> Yes, yes. But don't you think it's very odd that we accept this absurd
> redefinition from the git-go? I mean, we agree that "sports" means
> nothing other than the production and consumption of a billion-dollar
> spectacle industry product called "sports." (Then, poof, we forget
> this distinction instantly.) Then, if the left comments upon the human
> energy/time/mindlessness absorbed in the production/consumption of
> this product, they are accused of being stalinists/joyless elitists
> who won't let the American people have their innocent baseball,
> basketball, etc.
In any case, zillions of Americans enjoy watching the spectacle -- that's the point.
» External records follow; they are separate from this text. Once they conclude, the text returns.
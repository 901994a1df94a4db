//! Reading truck details from the detail view

use std::sync::{Arc, LazyLock};

use image::imageops::FilterType;
use image::{DynamicImage, GrayImage};
use regex::Regex;
use serde::{Deserialize, Serialize};

use crate::frame::Frame;
use crate::geometry::Region;
use crate::ocr::TextRecognizer;

/// First decimal number; `,` is accepted as decimal separator
static STRENGTH_PATTERN: LazyLock<Regex> =
    LazyLock::new(|| Regex::new(r"(\d+(?:[.,]\d+)?)").expect("valid strength pattern"));

/// First integer, optionally preceded by `#`
static SERVER_PATTERN: LazyLock<Regex> =
    LazyLock::new(|| Regex::new(r"#?\s*(\d+)").expect("valid server pattern"));

/// Values read from one detail view.
///
/// A `None` field was not read this cycle; it is not zero.
#[derive(Debug, Clone, Copy, Default, PartialEq, Serialize, Deserialize)]
pub struct InfoReading {
    #[serde(skip_serializing_if = "Option::is_none")]
    pub strength: Option<f64>,
    #[serde(skip_serializing_if = "Option::is_none")]
    pub server: Option<u32>,
}

impl InfoReading {
    pub fn is_empty(&self) -> bool {
        self.strength.is_none() && self.server.is_none()
    }
}

impl std::fmt::Display for InfoReading {
    fn fmt(&self, f: &mut std::fmt::Formatter<'_>) -> std::fmt::Result {
        let strength = self
            .strength
            .map(|s| format!("{}M", s))
            .unwrap_or_else(|| "N/A".to_string());
        let server = self
            .server
            .map(|s| format!("#{}", s))
            .unwrap_or_else(|| "N/A".to_string());
        write!(f, "strength {}, server {}", strength, server)
    }
}

/// Parse the truck strength, e.g. `"65.5M"` -> `65.5`
pub fn parse_strength(text: &str) -> Option<f64> {
    let caps = STRENGTH_PATTERN.captures(text)?;
    caps[1].replace(',', ".").parse().ok()
}

/// Parse the server number, e.g. `"#49"` -> `49`
pub fn parse_server(text: &str) -> Option<u32> {
    let caps = SERVER_PATTERN.captures(text)?;
    caps[1].parse().ok()
}

/// Pixel boxes holding the two values on the detail view
#[derive(Debug, Clone, Copy, PartialEq, Eq)]
pub struct InfoRegions {
    pub strength: Region,
    pub server: Region,
}

/// Crops the detail view and runs OCR on each value box
pub struct TextExtractor {
    recognizer: Arc<dyn TextRecognizer>,
    regions: InfoRegions,
    upscale: u32,
}

impl TextExtractor {
    /// Create an extractor.
    ///
    /// Crops are enlarged by `upscale` before recognition; small game fonts
    /// read far better at 2x or more.
    pub fn new(recognizer: Arc<dyn TextRecognizer>, regions: InfoRegions, upscale: u32) -> Self {
        Self {
            recognizer,
            regions,
            upscale: upscale.max(1),
        }
    }

    pub fn regions(&self) -> InfoRegions {
        self.regions
    }

    /// Read strength and server from `frame`.
    ///
    /// Never fails: a box that cannot be cropped or recognized leaves its field
    /// empty.
    pub fn read(&self, frame: &Frame) -> InfoReading {
        InfoReading {
            strength: self
                .recognize(frame, self.regions.strength, "strength")
                .and_then(|text| parse_strength(&text)),
            server: self
                .recognize(frame, self.regions.server, "server")
                .and_then(|text| parse_server(&text)),
        }
    }

    fn recognize(&self, frame: &Frame, region: Region, label: &str) -> Option<String> {
        let crop = match frame.crop(region) {
            Ok(crop) => crop,
            Err(e) => {
                tracing::warn!("Cannot crop {} box: {}", label, e);
                return None;
            }
        };

        let prepared = self.prepare(DynamicImage::ImageRgb8(crop).into_luma8());
        match self.recognizer.recognize_line(&prepared) {
            Ok(text) => {
                tracing::debug!("OCR {} box {}: {:?}", label, region, text);
                Some(text)
            }
            Err(e) => {
                tracing::warn!("OCR failed for {} box: {}", label, e);
                None
            }
        }
    }

    fn prepare(&self, gray: GrayImage) -> GrayImage {
        if self.upscale == 1 {
            return gray;
        }
        let (w, h) = gray.dimensions();
        image::imageops::resize(
            &gray,
            w * self.upscale,
            h * self.upscale,
            FilterType::CatmullRom,
        )
    }
}

#[cfg(test)]
mod tests {
    use super::*;
    use crate::error::VisionError;
    use image::RgbImage;
    use std::sync::Mutex;

    #[test]
    fn test_parse_strength_with_unit_suffix() {
        assert_eq!(parse_strength("65.5M"), Some(65.5));
        assert_eq!(parse_strength("  30M\n"), Some(30.0));
        assert_eq!(parse_strength("12,8M"), Some(12.8));
    }

    #[test]
    fn test_parse_strength_absent() {
        assert_eq!(parse_strength(""), None);
        assert_eq!(parse_strength("~~M"), None);
        assert_eq!(parse_strength("."), None);
    }

    #[test]
    fn test_parse_server() {
        assert_eq!(parse_server("#49"), Some(49));
        assert_eq!(parse_server("# 312"), Some(312));
        assert_eq!(parse_server("S49"), Some(49));
        assert_eq!(parse_server(""), None);
        assert_eq!(parse_server("#?"), None);
    }

    /// Returns canned text per call and records crop sizes
    struct ScriptedRecognizer {
        replies: Mutex<Vec<Result<String, VisionError>>>,
        sizes: Mutex<Vec<(u32, u32)>>,
    }

    impl ScriptedRecognizer {
        fn new(replies: Vec<Result<String, VisionError>>) -> Self {
            Self {
                replies: Mutex::new(replies.into_iter().rev().collect()),
                sizes: Mutex::new(Vec::new()),
            }
        }
    }

    impl TextRecognizer for ScriptedRecognizer {
        fn recognize_line(&self, image: &GrayImage) -> Result<String, VisionError> {
            self.sizes.lock().unwrap().push(image.dimensions());
            self.replies
                .lock()
                .unwrap()
                .pop()
                .unwrap_or_else(|| Ok(String::new()))
        }
    }

    fn regions() -> InfoRegions {
        InfoRegions {
            strength: Region::new(200, 950, 300, 1000),
            server: Region::new(160, 860, 220, 915),
        }
    }

    fn blank_frame() -> Frame {
        Frame::from_rgb(RgbImage::new(720, 1280))
    }

    #[test]
    fn test_read_parses_both_boxes() {
        let ocr = Arc::new(ScriptedRecognizer::new(vec![
            Ok("65.5M".to_string()),
            Ok("#49".to_string()),
        ]));
        let extractor = TextExtractor::new(ocr.clone(), regions(), 2);

        let info = extractor.read(&blank_frame());
        assert_eq!(info.strength, Some(65.5));
        assert_eq!(info.server, Some(49));

        // Strength box 100x50 and server box 60x55, both doubled
        assert_eq!(*ocr.sizes.lock().unwrap(), vec![(200, 100), (120, 110)]);
    }

    #[test]
    fn test_garbled_text_omits_field() {
        let ocr = Arc::new(ScriptedRecognizer::new(vec![
            Ok("~=-".to_string()),
            Ok("#12".to_string()),
        ]));
        let info = TextExtractor::new(ocr, regions(), 1).read(&blank_frame());
        assert_eq!(info.strength, None);
        assert_eq!(info.server, Some(12));
    }

    #[test]
    fn test_ocr_failure_yields_empty_reading() {
        let ocr = Arc::new(ScriptedRecognizer::new(vec![
            Err(VisionError::Ocr("engine crashed".to_string())),
            Err(VisionError::OcrTimeout(std::time::Duration::from_secs(1))),
        ]));
        let info = TextExtractor::new(ocr, regions(), 1).read(&blank_frame());
        assert!(info.is_empty());
    }

    #[test]
    fn test_region_outside_small_frame_is_skipped() {
        let ocr = Arc::new(ScriptedRecognizer::new(vec![]));
        let frame = Frame::from_rgb(RgbImage::new(100, 100));
        let info = TextExtractor::new(ocr.clone(), regions(), 1).read(&frame);
        assert!(info.is_empty());
        assert!(ocr.sizes.lock().unwrap().is_empty());
    }

    #[test]
    fn test_reading_display() {
        let info = InfoReading {
            strength: Some(25.0),
            server: None,
        };
        assert_eq!(info.to_string(), "strength 25M, server N/A");
    }
}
It's not that the rulers of the land are holding guns to their heads forcing them to watch, or have used some subtle hypnotic technique to take over their brains. It's really fun for them to watch games on TV. It's as much fun as watching them in the stadium, which humans have been doing since at least the ancient Olympics, and you don't have to leave your easy chair. So pronouncing that it will not be allowed in the future Socialist Heaven-on-Earth because it wastes time and is mindless doesn't exactly recommend socialism to the masses.
Socialist agitator: "You will no longer have Monday Night Football. Your time will be much more productively and intelligently employed." American worker: "Gee, sounds great to me! Where do I sign up?"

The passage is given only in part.